Table of Contents

Hedgehog's Kinda Expanded Quick Shitty Notes for Making Basic Followers

This tutorial is just my old rentry pasta, formatted and a little revised for this wiki. Original: https://rentry.co/hedg1

This is not a grand learning tutorial. Just my quick notes for myself, now edited and a bit explained for understanding CK and its elements we will use. Hope it helps. Based from this ole' video tutorial, and expanded for missing parts.

Basic things we need

TRIVIA: TRIs are the files which controls your character's head parts, for emotes.

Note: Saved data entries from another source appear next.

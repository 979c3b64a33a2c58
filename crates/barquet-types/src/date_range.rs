//! Date range, hour iteration, and calendar-month iteration.

use chrono::{DateTime, Datelike, NaiveDate, NaiveTime, TimeZone, Timelike, Utc};

use crate::DateRangeError;

/// A range of dates for an update run or a read.
#[derive(Debug, Clone, Copy, PartialEq, Eq)]
pub struct DateRange {
    /// Start date (inclusive).
    pub start: NaiveDate,
    /// End date (inclusive).
    pub end: NaiveDate,
}

impl DateRange {
    /// Creates a new date range, validating that start <= end.
    ///
    /// # Errors
    ///
    /// Returns an error if start > end. Validation happens before any I/O.
    pub fn new(start: NaiveDate, end: NaiveDate) -> Result<Self, DateRangeError> {
        if start > end {
            return Err(DateRangeError::InvalidRange { start, end });
        }
        Ok(Self { start, end })
    }

    /// Creates a date range for a single day.
    #[must_use]
    pub const fn single_day(date: NaiveDate) -> Self {
        Self {
            start: date,
            end: date,
        }
    }

    /// Returns an iterator over all hour starts in the range, ascending.
    pub fn hours(&self) -> HourIterator {
        HourIterator::new(self.start, self.end)
    }

    /// Returns the total number of hours in the range.
    #[must_use]
    pub fn total_hours(&self) -> usize {
        let days = (self.end - self.start).num_days() + 1;
        (days * 24) as usize
    }

    /// Returns the UTC timestamp of the first hour in the range.
    #[must_use]
    pub fn start_utc(&self) -> DateTime<Utc> {
        Utc.from_utc_datetime(&self.start.and_time(NaiveTime::MIN))
    }

    /// Returns the UTC timestamp of the last second in the range.
    #[must_use]
    pub fn end_utc(&self) -> DateTime<Utc> {
        Utc.from_utc_datetime(&self.end.and_time(NaiveTime::from_hms_opt(23, 59, 59).unwrap()))
    }
}

impl std::fmt::Display for DateRange {
    fn fmt(&self, f: &mut std::fmt::Formatter<'_>) -> std::fmt::Result {
        write!(f, "{} to {}", self.start, self.end)
    }
}

/// Iterator over all hour starts in a date range.
#[derive(Debug, Clone)]
pub struct HourIterator {
    current: DateTime<Utc>,
    end: DateTime<Utc>,
}

impl HourIterator {
    fn new(start: NaiveDate, end: NaiveDate) -> Self {
        let start_dt = Utc.from_utc_datetime(&start.and_time(NaiveTime::MIN));
        // Last hour of the end date
        let end_dt =
            Utc.from_utc_datetime(&end.and_time(NaiveTime::from_hms_opt(23, 0, 0).unwrap()));

        Self {
            current: start_dt,
            end: end_dt,
        }
    }

    /// Starts iteration at the given hour instead of the range start.
    ///
    /// Used for resume-from-latest: `from` is truncated to its hour start.
    #[must_use]
    pub fn starting_at(mut self, from: DateTime<Utc>) -> Self {
        let hour = from
            .with_minute(0)
            .and_then(|dt| dt.with_second(0))
            .and_then(|dt| dt.with_nanosecond(0))
            .unwrap_or(from);
        if hour > self.current {
            self.current = hour;
        }
        self
    }
}

impl Iterator for HourIterator {
    type Item = DateTime<Utc>;

    fn next(&mut self) -> Option<Self::Item> {
        if self.current > self.end {
            return None;
        }

        let result = self.current;
        self.current += chrono::TimeDelta::hours(1);
        Some(result)
    }

    fn size_hint(&self) -> (usize, Option<usize>) {
        if self.current > self.end {
            return (0, Some(0));
        }
        let hours = (self.end - self.current).num_hours() as usize + 1;
        (hours, Some(hours))
    }
}

impl ExactSizeIterator for HourIterator {}

/// Iterator over the calendar months a range intersects, ascending.
///
/// Yields `(year, month)` pairs. This drives selective partition
/// resolution: only the months yielded here may be opened for a read or
/// touched by a merge.
#[derive(Debug, Clone)]
pub struct MonthIterator {
    year: i32,
    month: u32,
    end_year: i32,
    end_month: u32,
    done: bool,
}

impl MonthIterator {
    fn new(start: NaiveDate, end: NaiveDate) -> Self {
        Self {
            year: start.year(),
            month: start.month(),
            end_year: end.year(),
            end_month: end.month(),
            done: start > end,
        }
    }

    /// Creates a month iterator from UTC timestamps.
    #[must_use]
    pub fn from_timestamps(start: DateTime<Utc>, end: DateTime<Utc>) -> Self {
        Self::new(start.date_naive(), end.date_naive())
    }
}

impl Iterator for MonthIterator {
    type Item = (i32, u32);

    fn next(&mut self) -> Option<Self::Item> {
        if self.done {
            return None;
        }

        let result = (self.year, self.month);
        if self.year == self.end_year && self.month == self.end_month {
            self.done = true;
        } else if self.month == 12 {
            self.year += 1;
            self.month = 1;
        } else {
            self.month += 1;
        }
        Some(result)
    }
}

#[cfg(test)]
mod tests {
    use super::*;

    #[test]
    fn test_date_range_new() {
        let start = NaiveDate::from_ymd_opt(2024, 1, 1).unwrap();
        let end = NaiveDate::from_ymd_opt(2024, 1, 31).unwrap();
        let range = DateRange::new(start, end).unwrap();

        assert_eq!(range.start, start);
        assert_eq!(range.end, end);
    }

    #[test]
    fn test_date_range_invalid() {
        let start = NaiveDate::from_ymd_opt(2024, 1, 31).unwrap();
        let end = NaiveDate::from_ymd_opt(2024, 1, 1).unwrap();
        assert!(DateRange::new(start, end).is_err());
    }

    #[test]
    fn test_total_hours() {
        let range = DateRange::single_day(NaiveDate::from_ymd_opt(2024, 1, 1).unwrap());
        assert_eq!(range.total_hours(), 24);
    }

    #[test]
    fn test_hour_iterator() {
        let range = DateRange::single_day(NaiveDate::from_ymd_opt(2024, 1, 1).unwrap());
        let hours: Vec<_> = range.hours().collect();

        assert_eq!(hours.len(), 24);
        assert_eq!(hours[0].hour(), 0);
        assert_eq!(hours[23].hour(), 23);
    }

    #[test]
    fn test_hour_iterator_starting_at() {
        let range = DateRange::single_day(NaiveDate::from_ymd_opt(2024, 1, 1).unwrap());
        let from = Utc.with_ymd_and_hms(2024, 1, 1, 20, 15, 30).unwrap();
        let hours: Vec<_> = range.hours().starting_at(from).collect();

        assert_eq!(hours.len(), 4);
        assert_eq!(hours[0].hour(), 20);
        assert_eq!(hours[0].minute(), 0);
    }

    #[test]
    fn test_month_iterator_within_year() {
        let range = DateRange::new(
            NaiveDate::from_ymd_opt(2024, 2, 15).unwrap(),
            NaiveDate::from_ymd_opt(2024, 4, 3).unwrap(),
        )
        .unwrap();
        let months: Vec<_> =
            MonthIterator::from_timestamps(range.start_utc(), range.end_utc()).collect();
        assert_eq!(months, vec![(2024, 2), (2024, 3), (2024, 4)]);
    }

    #[test]
    fn test_month_iterator_across_year() {
        let range = DateRange::new(
            NaiveDate::from_ymd_opt(2023, 11, 20).unwrap(),
            NaiveDate::from_ymd_opt(2024, 2, 1).unwrap(),
        )
        .unwrap();
        let months: Vec<_> =
            MonthIterator::from_timestamps(range.start_utc(), range.end_utc()).collect();
        assert_eq!(months, vec![(2023, 11), (2023, 12), (2024, 1), (2024, 2)]);
    }

    #[test]
    fn test_month_iterator_single_month() {
        let range = DateRange::single_day(NaiveDate::from_ymd_opt(2024, 6, 10).unwrap());
        let months: Vec<_> =
            MonthIterator::from_timestamps(range.start_utc(), range.end_utc()).collect();
        assert_eq!(months, vec![(2024, 6)]);
    }
}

Without compatible TRIs for your meshes, NPC's face parts will clip with head itself. You can see it especially on males with beards.

After collecting everything, you need to make your own follower folder and throw it to your mod manager as a mod. For MO2, it's “mods” folder. For Vortex, just install it like a mod.

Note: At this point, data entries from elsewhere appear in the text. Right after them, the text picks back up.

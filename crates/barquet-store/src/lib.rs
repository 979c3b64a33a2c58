//! Partitioned bar storage for barquet.
//!
//! This crate owns the on-disk partition tree and its correctness
//! guarantees:
//!
//! - [`PartitionKey`] - Pure (asset, timeframe, year, month) key
//! - [`PartitionStore`] - Incremental merge writes and selective reads
//! - [`WriteReport`] - Per-call write outcome including isolated failures

#![doc = include_str!("../README.md")]
#![doc(issue_tracker_base_url = "https://github.com/factordynamics/barquet/issues/")]
#![cfg_attr(docsrs, feature(doc_cfg, doc_auto_cfg))]
#![warn(missing_docs)]
#![forbid(unsafe_code)]

mod codec;
mod key;
mod store;

pub use key::PartitionKey;
pub use store::{PartitionFailure, PartitionStore, WriteReport};
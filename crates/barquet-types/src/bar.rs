//! OHLCV bar data structure.

use chrono::{DateTime, NaiveDateTime, Utc};
use serde::{Deserialize, Serialize};

/// An OHLCV bar over one calendar window of a timeframe.
///
/// Invariants maintained by the aggregation and merge paths:
/// `low <= open, close <= high`, `volume >= 0`, and `datetime` sits
/// exactly on the timeframe's UTC calendar grid.
#[derive(Debug, Clone, Copy, PartialEq, Serialize, Deserialize)]
pub struct Bar {
    /// Bar open time (start of the window, UTC).
    pub datetime: DateTime<Utc>,
    /// Opening price (first tick or sub-bar in the window).
    pub open: f64,
    /// Highest price during the window.
    pub high: f64,
    /// Lowest price during the window.
    pub low: f64,
    /// Closing price (last tick or sub-bar in the window).
    pub close: f64,
    /// Volume over the window (tick count or summed feed volume).
    pub volume: f64,
}

impl Bar {
    /// Creates a new bar.
    #[must_use]
    pub const fn new(
        datetime: DateTime<Utc>,
        open: f64,
        high: f64,
        low: f64,
        close: f64,
        volume: f64,
    ) -> Self {
        Self {
            datetime,
            open,
            high,
            low,
            close,
            volume,
        }
    }

    /// Returns the bar open time with the UTC timezone metadata stripped.
    ///
    /// Downstream consumers receive naive-UTC timestamps; this conversion
    /// happens at the read boundary of the store.
    #[must_use]
    pub const fn naive_datetime(&self) -> NaiveDateTime {
        self.datetime.naive_utc()
    }

    /// Returns the price range (high - low).
    #[must_use]
    pub fn range(&self) -> f64 {
        self.high - self.low
    }

    /// Returns true if the OHLC fields are internally consistent.
    #[must_use]
    pub fn is_valid(&self) -> bool {
        self.low <= self.open
            && self.low <= self.close
            && self.open <= self.high
            && self.close <= self.high
            && self.volume >= 0.0
    }
}

/// A bar row at the downstream read boundary.
///
/// Identical to [`Bar`] except the open time is a naive-UTC-equivalent
/// timestamp, ready for consumers that expect timezone-free tables.
#[derive(Debug, Clone, Copy, PartialEq, Serialize, Deserialize)]
pub struct NaiveBar {
    /// Bar open time (naive, UTC-equivalent).
    pub datetime: NaiveDateTime,
    /// Opening price.
    pub open: f64,
    /// Highest price.
    pub high: f64,
    /// Lowest price.
    pub low: f64,
    /// Closing price.
    pub close: f64,
    /// Volume.
    pub volume: f64,
}

impl From<Bar> for NaiveBar {
    fn from(bar: Bar) -> Self {
        Self {
            datetime: bar.naive_datetime(),
            open: bar.open,
            high: bar.high,
            low: bar.low,
            close: bar.close,
            volume: bar.volume,
        }
    }
}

How to make a follower folder, though?
Most follower folders contain 2 main child folder: “meshes/put/custom/path/here” and “textures/put/custom/path/here”. People generally put them in “meshes~textures/actors/character/followername”.

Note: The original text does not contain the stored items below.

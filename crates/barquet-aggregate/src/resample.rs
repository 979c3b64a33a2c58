//! Resampling 1-minute bars into coarser calendar-aligned timeframes.

use barquet_types::{Bar, Timeframe};

/// Resamples an ordered, deduplicated 1-minute bar series into `target`.
///
/// Bars are grouped into fixed UTC calendar windows (an hour bar covers
/// minute 0 to 59 of that hour, a daily bar starts at 00:00 UTC). For each
/// non-empty window the output bar takes the first contained open, the
/// max high, the min low, the last contained close, and the summed volume.
/// Windows containing no input bars are omitted, consistent with the
/// sparse minute series.
///
/// The function is pure: resampling the same input twice yields identical
/// output, and `target == Minute1` returns the input unchanged.
#[must_use]
pub fn resample(minute_bars: &[Bar], target: Timeframe) -> Vec<Bar> {
    if target.is_base() {
        return minute_bars.to_vec();
    }

    let mut out = Vec::new();
    let mut current: Option<Bar> = None;

    for bar in minute_bars {
        let window = target.window_start(bar.datetime);

        match current.as_mut() {
            Some(acc) if acc.datetime == window => {
                acc.high = acc.high.max(bar.high);
                acc.low = acc.low.min(bar.low);
                acc.close = bar.close;
                acc.volume += bar.volume;
            }
            Some(acc) => {
                out.push(*acc);
                current = Some(window_bar(window, bar));
            }
            None => {
                current = Some(window_bar(window, bar));
            }
        }
    }

    out.extend(current);
    out
}

/// Opens a window bar from its first contained minute bar.
const fn window_bar(window: chrono::DateTime<chrono::Utc>, bar: &Bar) -> Bar {
    Bar::new(window, bar.open, bar.high, bar.low, bar.close, bar.volume)
}

#[cfg(test)]
mod tests {
    use super::*;
    use approx::assert_relative_eq;
    use chrono::{TimeDelta, TimeZone, Timelike, Utc};

    fn minute_bar(hour: u32, minute: u32, base: f64) -> Bar {
        let datetime = Utc.with_ymd_and_hms(2024, 3, 5, hour, minute, 0).unwrap();
        Bar::new(
            datetime,
            base,
            base + 0.0010,
            base - 0.0010,
            base + 0.0005,
            2.0,
        )
    }

    #[test]
    fn test_hour_resample_over_full_hour() {
        let bars: Vec<_> = (0..60)
            .map(|m| minute_bar(9, m, 1.1000 + f64::from(m) * 1e-4))
            .collect();

        let hourly = resample(&bars, Timeframe::Hour1);
        assert_eq!(hourly.len(), 1);

        let bar = hourly[0];
        assert_eq!(bar.datetime.hour(), 9);
        assert_eq!(bar.datetime.minute(), 0);
        assert_relative_eq!(bar.open, bars[0].open);
        assert_relative_eq!(bar.close, bars[59].close);
        assert_relative_eq!(
            bar.high,
            bars.iter().map(|b| b.high).fold(f64::MIN, f64::max)
        );
        assert_relative_eq!(bar.low, bars.iter().map(|b| b.low).fold(f64::MAX, f64::min));
        assert_relative_eq!(bar.volume, 120.0);
    }

    #[test]
    fn test_five_minute_grouping() {
        let bars = vec![
            minute_bar(9, 0, 1.1000),
            minute_bar(9, 3, 1.1010),
            minute_bar(9, 5, 1.1020),
            minute_bar(9, 7, 1.1030),
        ];

        let resampled = resample(&bars, Timeframe::Minute5);
        assert_eq!(resampled.len(), 2);
        assert_eq!(resampled[0].datetime.minute(), 0);
        assert_eq!(resampled[1].datetime.minute(), 5);
        assert_relative_eq!(resampled[0].open, 1.1000);
        assert_relative_eq!(resampled[0].close, 1.1010 + 0.0005);
        assert_relative_eq!(resampled[1].volume, 4.0);
    }

    #[test]
    fn test_empty_windows_are_omitted() {
        // Minutes in hour 9 and hour 14 only; hours 10-13 must not appear.
        let bars = vec![minute_bar(9, 30, 1.1000), minute_bar(14, 2, 1.1050)];

        let hourly = resample(&bars, Timeframe::Hour1);
        assert_eq!(hourly.len(), 2);
        assert_eq!(hourly[0].datetime.hour(), 9);
        assert_eq!(hourly[1].datetime.hour(), 14);
    }

    #[test]
    fn test_daily_window_alignment() {
        let mut bars = vec![minute_bar(9, 0, 1.1000), minute_bar(23, 59, 1.1020)];
        // A bar on the next day opens a second daily window.
        let next_day = minute_bar(0, 5, 1.1040);
        bars.push(Bar::new(
            next_day.datetime + TimeDelta::days(1),
            next_day.open,
            next_day.high,
            next_day.low,
            next_day.close,
            next_day.volume,
        ));

        let daily = resample(&bars, Timeframe::Day1);
        assert_eq!(daily.len(), 2);
        assert_eq!(daily[0].datetime.hour(), 0);
        assert_relative_eq!(daily[0].open, 1.1000);
        assert_relative_eq!(daily[0].close, 1.1020 + 0.0005);
    }

    #[test]
    fn test_base_timeframe_is_identity() {
        let bars = vec![minute_bar(9, 0, 1.1000), minute_bar(9, 1, 1.1010)];
        assert_eq!(resample(&bars, Timeframe::Minute1), bars);
    }

    #[test]
    fn test_resample_is_idempotent() {
        let bars: Vec<_> = (0..120u32)
            .map(|m| minute_bar(9 + m / 60, m % 60, 1.1000 + f64::from(m) * 1e-5))
            .collect();

        let once = resample(&bars, Timeframe::Minute15);
        let twice = resample(&bars, Timeframe::Minute15);
        assert_eq!(once, twice);
    }
}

Alright, let's get to work!

1) Preparing sculpts

Export your character through sculpt menu of RaceMenu. This will create a head mesh and a facetint texture in “SKSE\Plugins\CharGen”. Mesh contains your character's facial structure, tint contains your character's facial paints like makeup or RM overlays.

2) Choosing right plugins

Open CK and choose Skyrim.bsa and Update.bsa for working. Or better, choose every base ESM and all three official DLCs. Or best (which I do), all those and your custom asset mods (HPH and hair mod, especially). Searching everything on KS Hairdos, HPH and your armor (or creating everything from scratch) can be a real pain, and this helps. Don't make anything active, CK won't let you make base ESMs active plugins anyway.

3) Texturesets

On CK, you need to make your character's body-head-eye-brow texturesets first. Go to TextureSet section in the left pane of Object Window. You'll need to create these texturesets for your custom parts:

TRIVIA: What's a textureset?
If you're familiar with modding, you'll know every mesh use some textures for coloring and reflections. Normally texture info is embedded in mesh itself. Skyrim has a way to use alternate textures on meshes, and it controls this with “texturesets”.
As a far more trivial note, we added body texturesets because we don't want to hassle with body meshes in NifSkope every time we update them. You'll understand as you read.